Directions for this task: Scan the listing below for the word "main" and copy every line where it occurs.

Records provided:
use anyhow::Context;
use pulse_server::{api, config::Settings, state::AppState};
use std::net::SocketAddr;
use tracing_subscriber::{layer::SubscriberExt, util::SubscriberInitExt};

#[tokio::main]
async fn main() -> anyhow::Result<()> {
    // Load environment variables from .env file
    dotenv::dotenv().ok();

    // Initialize tracing
    tracing_subscriber::registry()
        .with(
            tracing_subscriber::EnvFilter::try_from_default_env()
                .unwrap_or_else(|_| "pulse_server=debug,tower_http=debug".into()),
        )
        .with(tracing_subscriber::fmt::layer())
        .init();

    let settings = Settings::new().context("Failed to load settings")?;
    settings.validate().context("Invalid settings")?;

    // Generated once; handlers only read it
    let dataset = settings
        .dataset
        .build_dataset()
        .context("Failed to generate metrics dataset")?;
    tracing::info!(
        noise = ?settings.dataset.noise,
        days = dataset.follower_history().len(),
        posts = dataset.recent_posts().len(),
        "Metrics dataset generated"
    );

    let app = api::router(AppState::new(dataset));

    let addr: SocketAddr = format!("{}:{}", settings.server.host, settings.server.port)
        .parse()
        .context("Failed to parse server address")?;
    tracing::info!("Starting server on {}", addr);

    let listener = tokio::net::TcpListener::bind(addr)
        .await
        .with_context(|| format!("Failed to bind to {}", addr))?;

    axum::serve(listener, app).await.context("Server error")?;

    Ok(())
}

Written answer:
#[tokio::main]
async fn main() -> anyhow::Result<()> {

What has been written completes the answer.